I’ve laid it on thick with that opening paragraph but you get the idea. Weddings can be a beautiful thing and a joyous day to celebrate love and happiness; or they can be more about the event, the dress and the attention than spending the rest of your life with that one special person. They can also be a pain in the butt to attend. I doubt I’m the only person who’s ever got a numb bum from sitting a wooden bench while listening to your stomach grumble and wishing you’d brought a Mars bar.
That’s why I’d choose Max of the Freelance Police to be my plus-one. My reasons could sound selfish… but just think how much fun the day would turn out to be.
The floppy disk version of Sam & Max Hit the Road had copy protection that consisted of dressing either character in a particular set of clothes. One of these was a bridal outfit for Max so he’s aware of just how pretty he’d look in a wedding dress on such a big day. You’d therefore be likely to find him in the pews dressed in white, while the bride is frantically screaming about her stolen dress and running for him in her dressing-robe and curlers (cue the Yakety Sax theme).
Next, we have the vows. Max loses focus during lengthy exposition due to his short attention span so he’d be snoring from the back of the room while the other guests giggled behind their hands. I’m sure he’d wake up immediately when the words ‘if any person present knows of any lawful impediment to this marriage, they should declare it now’ were uttered. And then he’d find a hundred hilarious reasons the officiant would need to work through before saying ‘you may now kiss the bride’ – and it would be Max who planted a huge smacker on her lips.
Our hyperkinetic-rabbity-thing of a friend possesses a sharp mind and observational nature, so who better to sit next to during the wedding breakfast? He’d be able to point out all sorts of gossip such as who is clearly having an affair with who and which bridesmaid the best man has his eye on, and he wouldn’t be afraid to let everyone else in the room know either. Cue arguments between partners and food fights; much more fun than listening to boring after-dinner speeches.

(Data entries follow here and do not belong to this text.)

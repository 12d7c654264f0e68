mod common;

use anyhow::Result;
use reqwest::StatusCode;
use serde_json::Value;

#[tokio::test]
async fn health_endpoint_responds() -> Result<()> {
    let server = common::start_server().await?;

    let res = server.get("/health").await?;
    assert_eq!(res.status(), StatusCode::OK);

    let body: Value = res.json().await?;
    assert_eq!(body["success"], true);
    assert_eq!(body["data"]["status"], "ok");
    assert_eq!(body["data"]["database"], "ok");
    assert!(body["data"]["timestamp"].is_string());
    Ok(())
}

#[tokio::test]
async fn root_lists_endpoints() -> Result<()> {
    let server = common::start_server().await?;

    let body: Value = server.get("/").await?.json().await?;
    assert_eq!(body["success"], true);
    assert_eq!(body["data"]["name"], "Storefront API");
    assert!(body["data"]["endpoints"]["store"].is_string());
    Ok(())
}
use crate::database::{DatabaseError, Gateway};

/// Store identifier the router treats as the domain-lookup namespace
pub const RESERVED_SLUG: &str = "by-domain";

/// Upper bound on disambiguation suffixes tried for one base slug
pub const MAX_SLUG_ATTEMPTS: u32 = 1000;

/// Derive the base slug for a store name.
///
/// Lowercases, keeps ASCII letters and digits, collapses every other run of
/// characters into a single `-`, and trims dashes at both ends:
/// `"My Shop!"` → `"my-shop"`. Names with nothing usable fall back to
/// `"store"`, and the reserved `by-domain` identifier is never produced.
pub fn slugify(name: &str) -> String {
    let mut slug = String::with_capacity(name.len());
    let mut pending_dash = false;

    for c in name.chars() {
        if c.is_ascii_alphanumeric() {
            if pending_dash && !slug.is_empty() {
                slug.push('-');
            }
            pending_dash = false;
            slug.push(c.to_ascii_lowercase());
        } else {
            pending_dash = true;
        }
    }

    if slug.is_empty() {
        return "store".to_string();
    }
    if slug == RESERVED_SLUG {
        slug.push_str("-store");
    }
    slug
}

/// Candidate slug for a given attempt: the base first, then `base-1`, `base-2`, ...
pub fn candidate(base: &str, attempt: u32) -> String {
    match attempt {
        0 => base.to_string(),
        n => format!("{base}-{n}"),
    }
}

/// First candidate at or after `start` that the gateway does not know yet.
///
/// Returns the attempt number alongside the slug so a caller that loses an
/// insert race can resume from the next suffix. `None` once the attempt
/// bound is exhausted.
pub async fn next_free_slug(
    gateway: &dyn Gateway,
    base: &str,
    start: u32,
) -> Result<Option<(u32, String)>, DatabaseError> {
    for attempt in start..MAX_SLUG_ATTEMPTS {
        let slug = candidate(base, attempt);
        if !gateway.slug_exists(&slug).await? {
            return Ok(Some((attempt, slug)));
        }
    }
    Ok(None)
}

#[cfg(test)]
mod tests {
    use super::*;
    use crate::database::models::{NewSeller, NewStore};
    use crate::database::MemoryGateway;

    #[test]
    fn slugify_strips_punctuation_and_case() {
        assert_eq!(slugify("My Shop!"), "my-shop");
        assert_eq!(slugify("Acme"), "acme");
        assert_eq!(slugify("  Tea & Biscuits -- Co.  "), "tea-biscuits-co");
        assert_eq!(slugify("Café 42"), "caf-42");
    }

    #[test]
    fn slugify_never_yields_empty_or_reserved() {
        assert_eq!(slugify("!!!"), "store");
        assert_eq!(slugify(""), "store");
        assert_eq!(slugify("By Domain"), "by-domain-store");
    }

    #[test]
    fn candidates_are_strictly_increasing() {
        assert_eq!(candidate("my-shop", 0), "my-shop");
        assert_eq!(candidate("my-shop", 1), "my-shop-1");
        assert_eq!(candidate("my-shop", 12), "my-shop-12");
    }

    #[tokio::test]
    async fn next_free_slug_skips_taken_candidates() {
        let gateway = MemoryGateway::new();
        let (_, profile) = gateway
            .create_seller(NewSeller {
                email: "owner@example.com".to_string(),
                password_hash: "x".to_string(),
                first_name: None,
                last_name: None,
                store_name: "My Shop".to_string(),
                store_description: None,
            })
            .await
            .unwrap();

        for slug in ["my-shop", "my-shop-1"] {
            gateway
                .create_store(NewStore {
                    seller_id: profile.id,
                    slug: slug.to_string(),
                    name: "My Shop".to_string(),
                    description: None,
                    custom_domain: None,
                })
                .await
                .unwrap();
        }

        let next = next_free_slug(&gateway, "my-shop", 0).await.unwrap();
        assert_eq!(next, Some((2, "my-shop-2".to_string())));

        let resumed = next_free_slug(&gateway, "my-shop", 5).await.unwrap();
        assert_eq!(resumed, Some((5, "my-shop-5".to_string())));

        let exhausted = next_free_slug(&gateway, "my-shop", MAX_SLUG_ATTEMPTS).await.unwrap();
        assert_eq!(exhausted, None);
    }
}
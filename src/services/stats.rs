use rust_decimal::Decimal;
use serde::Serialize;
use uuid::Uuid;

/// Dashboard figures for one store
#[derive(Debug, Clone, PartialEq, Serialize)]
#[serde(rename_all = "camelCase")]
pub struct DashboardStats {
    pub store_id: Uuid,
    pub total_revenue: Decimal,
    pub total_orders: i64,
    pub total_products: i64,
    pub total_customers: i64,
}

impl DashboardStats {
    // TODO: aggregate orders, products and customers once the dashboard has a stats query
    pub fn for_store(store_id: Uuid) -> Self {
        Self {
            store_id,
            total_revenue: Decimal::ZERO,
            total_orders: 0,
            total_products: 0,
            total_customers: 0,
        }
    }
}
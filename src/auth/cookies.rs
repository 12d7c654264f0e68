use axum::http::{header, HeaderMap, HeaderValue};
use chrono::Duration;

/// Cookie carrying the seller dashboard token
pub const SELLER_COOKIE: &str = "seller_token";
/// Cookie carrying a store customer's token
pub const STORE_COOKIE: &str = "store_token";

/// Read a cookie value from the request's `Cookie` header(s)
pub fn read_cookie(headers: &HeaderMap, name: &str) -> Option<String> {
    headers
        .get_all(header::COOKIE)
        .iter()
        .filter_map(|value| value.to_str().ok())
        .flat_map(|raw| raw.split(';'))
        .filter_map(|pair| pair.trim().split_once('='))
        .find(|(key, _)| *key == name)
        .map(|(_, value)| value.trim_matches('"').to_string())
        .filter(|value| !value.is_empty())
}

/// `Set-Cookie` value for an auth token: httpOnly, `SameSite=Lax`, `Secure` when asked
pub fn auth_cookie(name: &str, token: &str, max_age: Duration, secure: bool) -> HeaderValue {
    build(name, token, max_age.num_seconds().max(0), secure)
}

/// `Set-Cookie` value that expires the named cookie immediately
pub fn clear_cookie(name: &str, secure: bool) -> HeaderValue {
    build(name, "", 0, secure)
}

fn build(name: &str, value: &str, max_age: i64, secure: bool) -> HeaderValue {
    let mut cookie = format!("{name}={value}; Path=/; HttpOnly; SameSite=Lax; Max-Age={max_age}");
    if secure {
        cookie.push_str("; Secure");
    }
    // Tokens are base64url + dots, so the string is always a valid header value
    HeaderValue::from_str(&cookie).unwrap_or_else(|_| HeaderValue::from_static(""))
}
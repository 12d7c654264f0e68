// handlers/protected/store/mod.rs - Customer-only storefront endpoints
//
// The tenant router has already checked the `store_token` cookie against the
// path's store; these handlers re-resolve the customer against the stored data.

pub mod account; // GET /api/store/:slug/account, GET /api/store/:slug/orders

pub use account::{account_get, orders_get};
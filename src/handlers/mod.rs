// handlers/mod.rs - Two-tier handler layout
//
// Public (no credentials) → Protected (seller or store customer token).
// The tenant router runs in front of both tiers.

pub mod protected;
pub mod public;
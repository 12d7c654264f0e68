// handlers/protected/auth/mod.rs - Session introspection for both identity spaces

pub mod session; // GET /api/auth/me, GET /api/auth/verify-store-token

pub use session::{me_get, verify_store_token_get};
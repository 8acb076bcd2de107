//! Natural ordering for file names.
//!
//! Digit runs compare by numeric value, so `2.pdf` sorts before `10.pdf`.
//!
//! ```
//! use pdfburger::sort::natural_cmp;
//! use std::cmp::Ordering;
//!
//! assert_eq!(natural_cmp("2.pdf", "10.pdf"), Ordering::Less);
//! assert_eq!(natural_cmp("Chapter 3", "chapter 12"), Ordering::Less);
//! ```

use std::cmp::Ordering;
use std::ffi::OsStr;
use std::path::{Path, PathBuf};

#[derive(Debug, Clone, Copy, PartialEq, Eq)]
enum Run<'a> {
    Number(&'a str),
    Text(&'a str),
}

/// Splits a name into alternating digit and non-digit runs.
struct Runs<'a> {
    rest: &'a str,
}

impl<'a> Iterator for Runs<'a> {
    type Item = Run<'a>;

    fn next(&mut self) -> Option<Self::Item> {
        let first = self.rest.chars().next()?;
        let numeric = first.is_ascii_digit();
        let end = self
            .rest
            .char_indices()
            .find(|(_, c)| c.is_ascii_digit() != numeric)
            .map_or(self.rest.len(), |(i, _)| i);

        let (run, rest) = self.rest.split_at(end);
        self.rest = rest;

        Some(if numeric {
            Run::Number(run)
        } else {
            Run::Text(run)
        })
    }
}

fn runs(s: &str) -> Runs<'_> {
    Runs { rest: s }
}

/// Compare two digit strings by value without parsing them.
fn cmp_numeric(a: &str, b: &str) -> Ordering {
    let a = a.trim_start_matches('0');
    let b = b.trim_start_matches('0');
    a.len().cmp(&b.len()).then_with(|| a.cmp(b))
}

fn cmp_text(a: &str, b: &str) -> Ordering {
    a.chars()
        .flat_map(char::to_lowercase)
        .cmp(b.chars().flat_map(char::to_lowercase))
}

fn cmp_run(a: Run<'_>, b: Run<'_>) -> Ordering {
    match (a, b) {
        (Run::Number(x), Run::Number(y)) => cmp_numeric(x, y),
        (Run::Text(x), Run::Text(y)) => cmp_text(x, y),
        (Run::Number(_), Run::Text(_)) => Ordering::Less,
        (Run::Text(_), Run::Number(_)) => Ordering::Greater,
    }
}

/// Compare two names in natural order.
///
/// Numeric runs compare by value, text runs case-insensitively, and a name
/// that runs out of runs first sorts first. Names that are still equal (for
/// example `01` and `1`) fall back to plain string order, which makes this a
/// total order usable with stable sorts.
pub fn natural_cmp(a: &str, b: &str) -> Ordering {
    let mut left = runs(a);
    let mut right = runs(b);

    loop {
        match (left.next(), right.next()) {
            (None, None) => return a.cmp(b),
            (None, Some(_)) => return Ordering::Less,
            (Some(_), None) => return Ordering::Greater,
            (Some(x), Some(y)) => match cmp_run(x, y) {
                Ordering::Equal => continue,
                other => return other,
            },
        }
    }
}

/// [`natural_cmp`] for OS strings; non-UTF-8 bytes are replaced lossily.
pub fn natural_cmp_os(a: &OsStr, b: &OsStr) -> Ordering {
    natural_cmp(&a.to_string_lossy(), &b.to_string_lossy())
}

/// Compare two paths by their final component.
pub fn natural_cmp_file_name(a: &Path, b: &Path) -> Ordering {
    let name = |p: &Path| p.file_name().unwrap_or(p.as_os_str()).to_owned();
    natural_cmp_os(&name(a), &name(b)).then_with(|| a.cmp(b))
}

/// Sort paths in place by file name, in natural order.
pub fn sort_paths_naturally(paths: &mut [PathBuf]) {
    paths.sort_by(|a, b| natural_cmp_file_name(a, b));
}
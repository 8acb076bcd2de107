//! PDF fixtures generated in-process for unit tests.

use lopdf::{Dictionary, Document, Object, Stream, dictionary};
use std::path::{Path, PathBuf};

/// Build a document with `pages` pages.
///
/// Each page dictionary carries a `Label` entry `{label}-{n}` so tests can
/// check page order after a merge.
pub fn build_document(pages: usize, label: &str) -> Document {
    let mut doc = Document::with_version("1.5");
    let pages_id = doc.new_object_id();

    let mut kids = Vec::with_capacity(pages);
    for n in 1..=pages {
        let content_id = doc.add_object(Stream::new(
            Dictionary::new(),
            b"0 0 m 72 72 l S".to_vec(),
        ));
        let page_id = doc.add_object(dictionary! {
            "Type" => "Page",
            "Parent" => pages_id,
            "Contents" => content_id,
            "MediaBox" => vec![0.into(), 0.into(), 72.into(), 72.into()],
            "Label" => Object::string_literal(format!("{label}-{n}")),
        });
        kids.push(Object::Reference(page_id));
    }

    doc.objects.insert(
        pages_id,
        Object::Dictionary(dictionary! {
            "Type" => "Pages",
            "Kids" => kids,
            "Count" => pages as i64,
        }),
    );

    let catalog_id = doc.add_object(dictionary! {
        "Type" => "Catalog",
        "Pages" => pages_id,
    });
    doc.trailer.set("Root", catalog_id);

    doc
}

/// Write a `pages`-page PDF named `name` into `dir`.
pub fn write_pdf(dir: &Path, name: &str, pages: usize) -> PathBuf {
    let path = dir.join(name);
    if let Some(parent) = path.parent() {
        std::fs::create_dir_all(parent).unwrap();
    }
    build_document(pages, name).save(&path).unwrap();
    path
}

/// Write a structurally valid PDF without pages.
pub fn write_empty_pdf(dir: &Path, name: &str) -> PathBuf {
    let path = dir.join(name);
    std::fs::create_dir_all(dir).unwrap();
    build_document(0, name).save(&path).unwrap();
    path
}

/// Write a file with a `.pdf` name that is not a PDF.
pub fn write_corrupt_pdf(dir: &Path, name: &str) -> PathBuf {
    let path = dir.join(name);
    if let Some(parent) = path.parent() {
        std::fs::create_dir_all(parent).unwrap();
    }
    std::fs::write(&path, b"not a pdf").unwrap();
    path
}

/// `Label` entries of a saved document's pages, in page order.
pub fn page_labels(path: &Path) -> Vec<String> {
    let doc = Document::load(path).unwrap();
    doc.get_pages()
        .into_values()
        .map(|id| {
            let page = doc.get_dictionary(id).unwrap();
            let label = page.get(b"Label").unwrap().as_str().unwrap();
            String::from_utf8_lossy(label).into_owned()
        })
        .collect()
}
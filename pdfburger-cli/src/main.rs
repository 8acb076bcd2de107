//! pdf-burger - Merge PDF files and folders of PDFs into one document.

mod cli;
mod logging;

use anyhow::Context;
use clap::Parser;
use std::process::ExitCode;

use crate::cli::Cli;
use pdfburger::error::PdfBurgerError;
use pdfburger::output::{ConsoleObserver, OutputFormatter, display_outcome};

fn main() -> ExitCode {
    // Parse CLI arguments; clap exits with status 2 on usage errors.
    let cli = Cli::parse();
    logging::init_logging();

    match run(&cli) {
        Ok(()) => ExitCode::SUCCESS,
        Err(err) => {
            OutputFormatter::quiet().error(&format!("{err:#}"));
            ExitCode::from(exit_code(&err))
        }
    }
}

/// Main application logic.
fn run(cli: &Cli) -> anyhow::Result<()> {
    let working_dir = std::env::current_dir().context("cannot determine current directory")?;
    let config = cli.to_config(&working_dir);
    tracing::debug!(?config, "starting");

    let formatter = OutputFormatter::from_config(&config);
    let mut observer = ConsoleObserver::new(&formatter);

    let outcome = pdfburger::run(&config, &mut observer)?;

    if config.json {
        println!("{}", outcome.to_json().context("failed to render JSON")?);
    } else {
        display_outcome(&formatter, &outcome);
    }

    Ok(())
}

/// Exit status for a failed run.
fn exit_code(err: &anyhow::Error) -> u8 {
    err.downcast_ref::<PdfBurgerError>()
        .map_or(1, PdfBurgerError::exit_code)
        .clamp(1, 255) as u8
}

So where would Sam be while Max and I were having all this fun? I’d need to enlist his help before the event in helping me choose the perfect outfit, and with his taste in 1950s suits and fedoras he’d hopefully be able to sort me out with a slinky little evening gown. That doesn’t mean he’d miss out on the wedding however; he showed he can hold a tune (somewhat) in Sam & Max Save the World so I’d expect to see him up on the stage providing the evening entertainment.
So that’s how the big day would end. The bride glaring at Max angrily across the room while wearing a ripped wedding dress smothered in rabbit fur. The groom completely drunk just to get through it all. The best man and his partner arguing in the corner after his affair with the bridesmaid was revealed, covered in the remains of lunch. And Sam crooning out a song with the line ‘all the girlies hear me and they swo-on’, while Max and I are killing it with our moves on the dance-floor.
What a way to celebrate love.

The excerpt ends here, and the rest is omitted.